Reinen Frauennetzwerken fehlt es an Schlagkraft
Es ist also ein Problem, das zwei Seiten hat. In vielen Branchen und in vielen Unternehmen sitzen nach wie vor Männer auf den Topposten. Dass wir Menschen – also auch Chefs – tendenziell jene Menschen bevorzugen und fördern, die uns ähneln, ist bereits erforscht. So weit, so bekannt.
Dass der Missstand auch von der anderen Seite herrscht, zeigt sich auch in unserem Netzwerk. MentorMe hat mehr als 700 registrierte Mentoren, die wir mit unseren weiblichen Mentees zusammenbringen. Mehr als vier Fünftel davon sind Frauen und nur ein knappes Fünftel Männer! Bei unseren Networkingevents – wir veranstalten rund 80 pro Jahr deutschlandweit – ist nur etwa jeder 30. Teilnehmer männlich! Das spiegelt auch die Nachfrage wider: Viele unserer Mentees wollen eher weibliche als männliche Mentoren.
Forciert habe ich diese Entwicklung nicht, im Gegenteil. Ich persönlich kämpfe unermüdlich dafür, auch Männer als Mentoren zu gewinnen.
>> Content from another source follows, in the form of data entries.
//! Engine errors
//!
//! Only input and collaborator failures are errors. Business outcomes such as an
//! exhausted pool or a stale ledger are reported through `CompletionOutcome`.

use crate::types::{QuestId, UserId};

#[derive(Debug, thiserror::Error)]
pub enum EngineError {
    #[error("Unknown user: {0}")]
    UnknownUser(UserId),

    #[error("Unknown quest '{quest}' for user {user}")]
    UnknownQuest { user: UserId, quest: QuestId },

    #[error("Store error: {0}")]
    Store(String),

    #[error("Configuration error: {0}")]
    Config(String),
}

pub type Result<T> = std::result::Result<T, EngineError>;
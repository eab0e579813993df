//! Daily XP pool: cap, proportional allocation and the per-day ledger

pub mod allocator;
pub mod cap;
pub mod ledger;

pub use allocator::{
    award_for, open_weight, preview, proportional_share, remaining_pool, PotentialReward,
    QuestSlot,
};
pub use cap::{daily_cap_for_level, daily_cap_for_total_xp, MidDayLevelPolicy};
pub use ledger::{
    ConsumeOutcome, DailyPool, LedgerCommit, PoolHandle, PoolKey, PoolLedger, PoolState,
};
Für diejenigen, die sich nun fragen, warum MentorMe nur weibliche Mentees hat, lautet die simple, aber wahre Antwort: Es war der einfachste Ausgangspunkt für uns. Aber wenn sich inzwischen junge Männer an mich wenden und einen Mentor wollen, nehmen wir sie auch auf. Männer, fördert Frauen! Frauen, sucht euch männliche Mentoren!
Deshalb lautet mein dringender Rat: Liebe Frauen, wir sollten uns auch männliche Mentoren suchen, die uns in unseren Karrierezielen fördern, besonders wenn wir in die Chefetagen wollen, wo nun mal immer noch mehr Männer sitzen. Und, liebe Männer, ihr solltet auch Frauen fördern. Es gibt einen Mangel an männlichen Mentoren. Und es gibt mindestens genauso viele weibliche Talente, die eure Nachfolge antreten könnten. Auf jeden Fall mehr, als es euch augenscheinlich vorkommt.